# Work required:
Write out, precisely and in full, each line of the material.

# Source material:
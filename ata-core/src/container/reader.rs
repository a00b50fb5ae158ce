use crate::container::manifest::Manifest;
use crate::container::superblock::{HEADER_LEN, Superblock};
use crate::container::tail::{TAIL_LEN, Trailer, read_tail_at_eof};
use crate::error::{AtaError, Result};
use crate::policy::Limits;
use std::io::{Read, Seek, SeekFrom};

/// Random-access view over a finished container.
pub struct ContainerReader<R: Read + Seek> {
    inner: R,
    header: Superblock,
    trailer: Trailer,
    manifest: Manifest,
}

impl<R: Read + Seek> ContainerReader<R> {
    /// Parse header, trailer (from EOF) and manifest. The manifest is checked
    /// against `limits` before anything else is trusted.
    pub fn open(mut inner: R, limits: &Limits) -> Result<Self> {
        inner.seek(SeekFrom::Start(0))?;
        let header = Superblock::read_from(&mut inner)?;
        let (trailer, file_len) = read_tail_at_eof(&mut inner)?;

        let manifest_end = trailer
            .manifest_offset
            .checked_add(trailer.manifest_len)
            .and_then(|e| e.checked_add(TAIL_LEN));
        if trailer.manifest_offset < HEADER_LEN || manifest_end != Some(file_len) {
            return Err(AtaError::Format(format!(
                "manifest range {}+{} does not fit a {file_len}-byte archive",
                trailer.manifest_offset, trailer.manifest_len
            )));
        }

        let len = usize::try_from(trailer.manifest_len)
            .map_err(|_| AtaError::Format("manifest too large".into()))?;
        let mut bytes = vec![0u8; len];
        inner.seek(SeekFrom::Start(trailer.manifest_offset))?;
        inner.read_exact(&mut bytes)?;
        let manifest = Manifest::decode(&bytes, HEADER_LEN..trailer.manifest_offset, limits)?;

        Ok(Self {
            inner,
            header,
            trailer,
            manifest,
        })
    }

    pub fn header(&self) -> &Superblock {
        &self.header
    }

    pub fn manifest(&self) -> &Manifest {
        &self.manifest
    }

    pub fn is_complete(&self) -> bool {
        self.trailer.complete
    }

    /// Bytes of the chunk data region.
    pub fn data_len(&self) -> u64 {
        self.trailer.manifest_offset - HEADER_LEN
    }

    /// Read `len` stored bytes at absolute `offset`. Bounds were checked when
    /// the manifest was decoded.
    pub fn read_stored(&mut self, offset: u64, len: u64) -> Result<Vec<u8>> {
        let end = offset
            .checked_add(len)
            .filter(|&e| offset >= HEADER_LEN && e <= self.trailer.manifest_offset)
            .ok_or_else(|| AtaError::Format(format!("read {offset}+{len} outside data region")))?;
        let n = usize::try_from(end - offset)
            .map_err(|_| AtaError::Format("chunk too large".into()))?;
        let mut buf = vec![0u8; n];
        self.inner.seek(SeekFrom::Start(offset))?;
        self.inner.read_exact(&mut buf)?;
        Ok(buf)
    }

    pub fn into_inner(self) -> R {
        self.inner
    }
}
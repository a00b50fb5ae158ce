//! Unsigned LEB128 varints, as used for manifest counts and lengths.

use crate::error::{AtaError, Result};

/// Longest encoding of a `u64`.
pub const MAX_VARINT_LEN: usize = 10;

pub fn put_uvarint(out: &mut Vec<u8>, mut x: u64) {
    while x >= 0x80 {
        out.push((x as u8) | 0x80);
        x >>= 7;
    }
    out.push(x as u8);
}

/// Decode one varint from the front of `buf`, advancing it.
pub fn get_uvarint(buf: &mut &[u8]) -> Result<u64> {
    let mut x: u64 = 0;
    let mut s: u32 = 0;
    for i in 0..MAX_VARINT_LEN {
        let Some(&byte) = buf.get(i) else {
            return Err(AtaError::Format("truncated varint".into()));
        };
        if byte < 0x80 {
            if i == MAX_VARINT_LEN - 1 && byte > 1 {
                return Err(AtaError::Format("varint overflows u64".into()));
            }
            x |= (byte as u64) << s;
            *buf = &buf[i + 1..];
            return Ok(x);
        }
        x |= ((byte & 0x7f) as u64) << s;
        s += 7;
    }
    Err(AtaError::Format("varint too long".into()))
}

pub fn uvarint_len(mut x: u64) -> usize {
    let mut n = 1;
    while x >= 0x80 {
        x >>= 7;
        n += 1;
    }
    n
}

# Response for this exercise:
filename ata-core/src/container/reader.rs
repository a00b50fb5ae158ce
use crate::container::manifest::Manifest;
use crate::container::superblock::{HEADER_LEN, Superblock};
use crate::container::tail::{TAIL_LEN, Trailer, read_tail_at_eof};
use crate::error::{AtaError, Result};
use crate::policy::Limits;
use std::io::{Read, Seek, SeekFrom};

/// Random-access view over a finished container.
pub struct ContainerReader<R: Read + Seek> {
    inner: R,
    header: Superblock,
    trailer: Trailer,
    manifest: Manifest,
}

impl<R: Read + Seek> ContainerReader<R> {
    /// Parse header, trailer (from EOF) and manifest. The manifest is checked
    /// against `limits` before anything else is trusted.
    pub fn open(mut inner: R, limits: &Limits) -> Result<Self> {
        inner.seek(SeekFrom::Start(0))?;
        let header = Superblock::read_from(&mut inner)?;
        let (trailer, file_len) = read_tail_at_eof(&mut inner)?;

        let manifest_end = trailer
            .manifest_offset
            .checked_add(trailer.manifest_len)
            .and_then(|e| e.checked_add(TAIL_LEN));
        if trailer.manifest_offset < HEADER_LEN || manifest_end != Some(file_len) {
            return Err(AtaError::Format(format!(
                "manifest range {}+{} does not fit a {file_len}-byte archive",
                trailer.manifest_offset, trailer.manifest_len
            )));
        }

        let len = usize::try_from(trailer.manifest_len)
            .map_err(|_| AtaError::Format("manifest too large".into()))?;
        let mut bytes = vec![0u8; len];
        inner.seek(SeekFrom::Start(trailer.manifest_offset))?;
        inner.read_exact(&mut bytes)?;
        let manifest = Manifest::decode(&bytes, HEADER_LEN..trailer.manifest_offset, limits)?;

        Ok(Self {
            inner,
            header,
            trailer,
            manifest,
        })
    }

    pub fn header(&self) -> &Superblock {
        &self.header
    }

    pub fn manifest(&self) -> &Manifest {
        &self.manifest
    }

    pub fn is_complete(&self) -> bool {
        self.trailer.complete
    }

    /// Bytes of the chunk data region.
    pub fn data_len(&self) -> u64 {
        self.trailer.manifest_offset - HEADER_LEN
    }

    /// Read `len` stored bytes at absolute `offset`. Bounds were checked when
    /// the manifest was decoded.
    pub fn read_stored(&mut self, offset: u64, len: u64) -> Result<Vec<u8>> {
        let end = offset
            .checked_add(len)
            .filter(|&e| offset >= HEADER_LEN && e <= self.trailer.manifest_offset)
            .ok_or_else(|| AtaError::Format(format!("read {offset}+{len} outside data region")))?;
        let n = usize::try_from(end - offset)
            .map_err(|_| AtaError::Format("chunk too large".into()))?;
        let mut buf = vec![0u8; n];
        self.inner.seek(SeekFrom::Start(offset))?;
        self.inner.read_exact(&mut buf)?;
        Ok(buf)
    }

    pub fn into_inner(self) -> R {
        self.inner
    }
}
repository a00b50fb5ae158ce
//! Unsigned LEB128 varints, as used for manifest counts and lengths.

use crate::error::{AtaError, Result};

/// Longest encoding of a `u64`.
pub const MAX_VARINT_LEN: usize = 10;

pub fn put_uvarint(out: &mut Vec<u8>, mut x: u64) {
    while x >= 0x80 {
        out.push((x as u8) | 0x80);
        x >>= 7;
    }
    out.push(x as u8);
}

/// Decode one varint from the front of `buf`, advancing it.
pub fn get_uvarint(buf: &mut &[u8]) -> Result<u64> {
    let mut x: u64 = 0;
    let mut s: u32 = 0;
    for i in 0..MAX_VARINT_LEN {
        let Some(&byte) = buf.get(i) else {
            return Err(AtaError::Format("truncated varint".into()));
        };
        if byte < 0x80 {
            if i == MAX_VARINT_LEN - 1 && byte > 1 {
                return Err(AtaError::Format("varint overflows u64".into()));
            }
            x |= (byte as u64) << s;
            *buf = &buf[i + 1..];
            return Ok(x);
        }
        x |= ((byte & 0x7f) as u64) << s;
        s += 7;
    }
    Err(AtaError::Format("varint too long".into()))
}

pub fn uvarint_len(mut x: u64) -> usize {
    let mut n = 1;
    while x >= 0x80 {
        x >>= 7;
        n += 1;
    }
    n
}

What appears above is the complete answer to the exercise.